The maximum penalties under the Civil Monetary Penalties Law (CMPL) have doubled, and in some cases have more than doubled. For example, current penalties for knowingly filing an improper claim for a medical or other item or service (under 42 U.S.C. § 1320a–7a(a)) increased to $20,000 per violation (from $10,000). The penalty under the CMPL for knowingly making or causing to be made a false statement, omission, or misrepresentation of a material fact in any application, bid, or contract to participate or enroll as a provider of services or a supplier under a federal health care program increased to $100,000 for each false statement (from $50,000). The CMPL penalty for violating the Anti-Kickback Statute increased from $50,000 to $100,000 per violation. Maximum penalties under the CMPL for payments made by a hospital to a physician to induce reduction or limitation of services (under 42 U.S.C. § 1320a–7a(b)) increased to $5,000 (from $2,000) and $10,000 (from $5,000).

Criminal penalties for acts involving federal health care programs under 42 U.S.C. § 1320a–7b, including but not limited to the Anti-Kickback Statute, were increased to $100,000 (from $25,000), to $20,000 (from $10,000), and to $4,000 (from $2,000). Maximum sentences were increased from five years to ten years for felonies involving (i) federal health care program fraud and abuse under 42 U.S.C. § 1320a–7b(a) and (b), including the Anti-Kickback Statute; (ii) false statements and representations with respect to conditions or operations of facilities under 42 U.S.C. § 1320a–7b(c); and (iii) excess charges under 42 U.S.C. § 1320a–7b(d).

The increased penalties under the Act are applicable only to violations committed after February 9, 2018 (the date of enactment of the Act).

Of additional concern to persons settling claims alleging the violation of health care laws is a provision in the new tax code that expands the scope of the disallowance of deductions for amounts paid to a government entity. The Tax Cuts and Jobs Act, effective December 22, 2017, amended section 162(f) of the tax code, which had provided that fines or penalties paid to a governmental entity are not deductible. For further discussion of this change, refer to "Tax Reform Impacts Resolutions of FCA Enforcement Actions."

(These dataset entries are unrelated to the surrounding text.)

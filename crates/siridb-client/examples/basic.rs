//! Basic connection, query and insert example.
//!
//! # Running
//!
//! ```bash
//! # Set connection details via environment variables
//! export SIRIDB_HOST=localhost
//! export SIRIDB_DATABASE=dbtest
//! export SIRIDB_USER=iris
//! export SIRIDB_PASSWORD=siri
//!
//! cargo run --example basic
//! ```

// Allow common patterns in example code
#![allow(clippy::unwrap_used, clippy::expect_used)]

use serde_json::json;
use siridb_client::{Config, Connection, Error, JsonCodec};

#[tokio::main]
async fn main() -> Result<(), Error> {
    // Initialize tracing for logging
    tracing_subscriber::fmt::init();

    let host = std::env::var("SIRIDB_HOST").unwrap_or_else(|_| "localhost".into());
    let database = std::env::var("SIRIDB_DATABASE").unwrap_or_else(|_| "dbtest".into());
    let user = std::env::var("SIRIDB_USER").unwrap_or_else(|_| "iris".into());
    let password = std::env::var("SIRIDB_PASSWORD").unwrap_or_else(|_| "siri".into());

    let config = Config::from_connection_string(&format!(
        "host={host};user={user};password={password};database={database}"
    ))?;

    println!("siridb-client {}", siridb_client::version());
    println!("Connecting to SiriDB at {}...", config.addr());

    let connection = Connection::new(config);
    let codec = JsonCodec::new();

    let (request, reply) = connection.request_future();
    connection.connect(request, &codec);
    let auth = reply.await?;
    if !auth.auth_outcome().is_authenticated() {
        println!("Authentication failed: {}", auth.error_description());
        return Ok(());
    }
    println!("Connected successfully!");

    // Insert two points into a series
    let (request, reply) = connection.request_future();
    connection.insert(
        request,
        &codec,
        &json!({ "example-series": [[1_700_000_000, 1.5], [1_700_000_010, 2.5]] }),
    );
    println!("Insert: {}", reply.await?.decode(&codec)?);

    // Callbacks work as well as futures
    let (done_tx, done_rx) = tokio::sync::oneshot::channel();
    let request = connection.request_with(done_tx, |done, outcome| {
        match outcome {
            Ok(response) if response.is_error() => {
                println!("Query error: {}", response.error_description());
            }
            Ok(response) => println!("Query returned {} bytes", response.payload().len()),
            Err(e) => println!("Query failed: {e}"),
        }
        let _ = done.send(());
    });
    connection.query(request, &codec, "select * from 'example-series'");
    done_rx.await.unwrap();

    connection.close(None);
    println!("Connection closed.");

    Ok(())
}
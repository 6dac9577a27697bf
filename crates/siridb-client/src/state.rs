//! Runtime session state of a connection.
//!
//! ## State Transitions
//!
//! ```text
//! Handshaking -> Ready     (auth response with success type)
//! Handshaking -> Rejected  (any other auth response type)
//! *           -> Closed    (close request, EOF, transport or framing error)
//! ```
//!
//! Only the driver task holds this state, so no lock guards it.

use crate::error::{Error, Misuse, Result};
use crate::pending::PendingWrite;
use crate::request::AuthOutcome;

/// Session state as tracked by the connection driver.
#[derive(Debug, Clone, Copy, PartialEq, Eq)]
pub enum SessionState {
    /// Handshake with this pid is outstanding.
    Handshaking {
        /// Correlation id of the handshake.
        pid: u16,
    },
    /// Authenticated; queries and inserts are accepted.
    Ready,
    /// The server answered the handshake with something other than
    /// success. The connection stays open until the caller closes it.
    Rejected(AuthOutcome),
    /// The connection is closed.
    Closed,
}

impl SessionState {
    /// Check if queries and inserts may be submitted.
    #[must_use]
    pub fn is_authenticated(&self) -> bool {
        matches!(self, Self::Ready)
    }

    /// Check if the connection is closed.
    #[must_use]
    pub fn is_closed(&self) -> bool {
        matches!(self, Self::Closed)
    }

    /// Decide whether `write` may be sent in this state.
    pub(crate) fn admit(&self, write: &PendingWrite) -> Result<()> {
        if self.is_closed() {
            return Err(Error::NotConnected);
        }
        if write.is_handshake() {
            return Err(Misuse::AlreadyConnected.into());
        }
        if !self.is_authenticated() {
            return Err(Misuse::NotAuthenticated.into());
        }
        Ok(())
    }

    /// Observe an inbound package, settling the handshake if it answers it.
    pub(crate) fn observe(&mut self, pid: u16, tp: u8) {
        let Self::Handshaking { pid: expected } = *self else {
            return;
        };
        if expected != pid {
            return;
        }

        let outcome = AuthOutcome::from_tp(tp);
        if outcome.is_authenticated() {
            tracing::info!(pid, "authenticated");
            *self = Self::Ready;
        } else {
            tracing::warn!(pid, tp, ?outcome, "authentication rejected");
            *self = Self::Rejected(outcome);
        }
    }
}
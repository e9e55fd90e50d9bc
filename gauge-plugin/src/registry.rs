//! Plugin Registry

use crate::{EvalContext, FunctionMeta, FunctionPlugin};
use gauge_core::{GaugeError, Value};
use std::collections::{BTreeMap, HashMap, HashSet};
use std::sync::Arc;

/// Central plugin registry
///
/// Names are matched case-insensitively with underscores ignored, so
/// `to_camel_case`, `toCamelCase` and `TO_CAMEL_CASE` are the same key.
pub struct PluginRegistry {
    functions: HashMap<String, Arc<dyn FunctionPlugin>>,
    aliases: HashMap<String, String>,
}

/// Lookup key for a function or alias name.
fn normalize(name: &str) -> String {
    name.chars()
        .filter(|c| *c != '_')
        .flat_map(char::to_lowercase)
        .collect()
}

impl PluginRegistry {
    pub fn new() -> Self {
        Self {
            functions: HashMap::new(),
            aliases: HashMap::new(),
        }
    }

    pub fn with_function<F: FunctionPlugin + 'static>(mut self, f: F) -> Self {
        let name = normalize(f.meta().name);
        self.functions.insert(name, Arc::new(f));
        self
    }

    /// Register `alias` as another name for the already registered `target`.
    pub fn with_alias(mut self, alias: &str, target: &str) -> Self {
        self.aliases.insert(normalize(alias), normalize(target));
        self
    }

    pub fn get_function(&self, name: &str) -> Option<&dyn FunctionPlugin> {
        let key = normalize(name);
        if let Some(f) = self.functions.get(&key) {
            return Some(f.as_ref());
        }
        self.aliases
            .get(&key)
            .and_then(|target| self.functions.get(target))
            .map(|f| f.as_ref())
    }

    /// Number of registered functions (aliases excluded)
    pub fn len(&self) -> usize {
        self.functions.len()
    }

    pub fn is_empty(&self) -> bool {
        self.functions.is_empty()
    }

    pub fn call_function(&self, name: &str, args: &[Value], ctx: &EvalContext) -> Value {
        match self.get_function(name) {
            Some(f) => {
                tracing::debug!(function = name, args = args.len(), "calling function");
                f.call(args, ctx)
            }
            None => {
                tracing::warn!(function = name, "unknown function");
                let similar = self.find_similar_functions(name);
                let mut err = GaugeError::undefined_func(name);
                if !similar.is_empty() {
                    let suggestions: Vec<&str> = similar.iter().take(5).map(|s| s.as_str()).collect();
                    err = err.with_suggestion(format!(
                        "Similar: {}. Use list_functions() for full list.",
                        suggestions.join(", ")
                    ));
                }
                Value::Error(err)
            }
        }
    }

    /// Find function names similar to the given name (for error suggestions)
    fn find_similar_functions(&self, name: &str) -> Vec<String> {
        let query = normalize(name);
        let mut matches: Vec<(&'static str, usize)> = self.functions.iter()
            .filter_map(|(key, f)| {
                let score = Self::similarity_score(&query, key);
                if score > 0 {
                    Some((f.meta().name, score))
                } else {
                    None
                }
            })
            .collect();

        // Higher score first, then name for a stable order
        matches.sort_by(|a, b| b.1.cmp(&a.1).then_with(|| a.0.cmp(b.0)));
        matches.into_iter().map(|(name, _)| name.to_string()).collect()
    }

    /// Calculate similarity score between two normalized names
    fn similarity_score(query: &str, candidate: &str) -> usize {
        let mut score = 0;

        if candidate.starts_with(query) {
            score += 100;
        } else if candidate.contains(query) {
            score += 50;
        } else if query.contains(candidate) {
            score += 30;
        }

        let query_chars: HashSet<char> = query.chars().collect();
        let candidate_chars: HashSet<char> = candidate.chars().collect();
        let common = query_chars.intersection(&candidate_chars).count();
        // Sharing a handful of letters is noise, not similarity
        if common * 2 >= query_chars.len().max(1) + 2 {
            score += common * 2;
        }

        let len_diff = query.len().abs_diff(candidate.len());
        if len_diff < 5 && score > 0 {
            score += 5 - len_diff;
        }

        score
    }

    pub fn help(&self, name: Option<&str>) -> Value {
        match name {
            Some(n) => self.help_for(n),
            None => self.general_help(),
        }
    }

    fn help_for(&self, name: &str) -> Value {
        match self.get_function(name) {
            Some(f) => Value::Object(Self::function_to_help(f.meta())),
            None => Value::Error(GaugeError::new(
                gauge_core::codes::NOT_FOUND,
                format!("No function named '{}'", name),
            )),
        }
    }

    fn general_help(&self) -> Value {
        let mut by_category: BTreeMap<&'static str, Vec<&'static str>> = BTreeMap::new();
        for f in self.functions.values() {
            let meta = f.meta();
            by_category.entry(meta.category).or_default().push(meta.name);
        }

        let functions = by_category.into_iter()
            .map(|(category, mut names)| {
                names.sort_unstable();
                let list = names.into_iter().map(Value::from).collect();
                (category.to_string(), Value::List(list))
            })
            .collect();

        let mut help = HashMap::new();
        help.insert("functions".to_string(), Value::Object(functions));
        help.insert("usage".to_string(),
            Value::from("Call help('function_name') for detailed help."));
        Value::Object(help)
    }

    fn function_to_help(meta: FunctionMeta) -> HashMap<String, Value> {
        let mut help = HashMap::new();
        help.insert("name".to_string(), Value::from(meta.name));
        help.insert("description".to_string(), Value::from(meta.description));
        help.insert("usage".to_string(), Value::from(meta.usage));
        help.insert("returns".to_string(), Value::from(meta.returns));
        help.insert("category".to_string(), Value::from(meta.category));
        help.insert("args".to_string(), Value::List(
            meta.args.iter().map(|a| {
                let mut arg = HashMap::new();
                arg.insert("name".to_string(), Value::from(a.name));
                arg.insert("type".to_string(), Value::from(a.typ));
                arg.insert("description".to_string(), Value::from(a.description));
                arg.insert("optional".to_string(), Value::Bool(a.optional));
                if let Some(default) = a.default {
                    arg.insert("default".to_string(), Value::from(default));
                }
                Value::Object(arg)
            }).collect()
        ));
        help.insert("examples".to_string(), Value::List(
            meta.examples.iter().map(|e| Value::from(*e)).collect()
        ));
        help.insert("related".to_string(), Value::List(
            meta.related.iter().map(|r| Value::from(*r)).collect()
        ));
        help
    }

    /// List functions, optionally restricted to one category, sorted by name
    pub fn list_functions(&self, category: Option<&str>) -> Value {
        let mut metas: Vec<FunctionMeta> = self.functions.values()
            .map(|f| f.meta())
            .filter(|meta| category.map_or(true, |c| meta.category == c))
            .collect();
        metas.sort_by_key(|meta| meta.name);

        let funcs = metas.into_iter()
            .map(|meta| {
                let mut obj = HashMap::new();
                obj.insert("name".to_string(), Value::from(meta.name));
                obj.insert("description".to_string(), Value::from(meta.description));
                obj.insert("usage".to_string(), Value::from(meta.usage));
                obj.insert("category".to_string(), Value::from(meta.category));
                Value::Object(obj)
            })
            .collect();
        Value::List(funcs)
    }
}

impl Default for PluginRegistry {
    fn default() -> Self {
        Self::new()
    }
}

As a result of the increased penalties for CMPL and Anti-Kickback Statute violations, we anticipate that defense counsel, relator counsel and federal prosecutors will change the way in which they approach defense and prosecution of cases and settlement negotiations. Relators and their counsel may be emboldened to bring more cases with the prospect of recovering larger settlement amounts. While federal prosecutors are careful not to appear to use criminal proceedings to obtain a civil recovery, an enhanced criminal penalty and increased jail time will pose significant challenges to defendants in parallel proceedings. Moreover, settlements in qui tam and federal cases, in which the government's standard approach has been to require a minimum of double damages, could be more difficult to reach as relators counsel and the government seek greater penalties.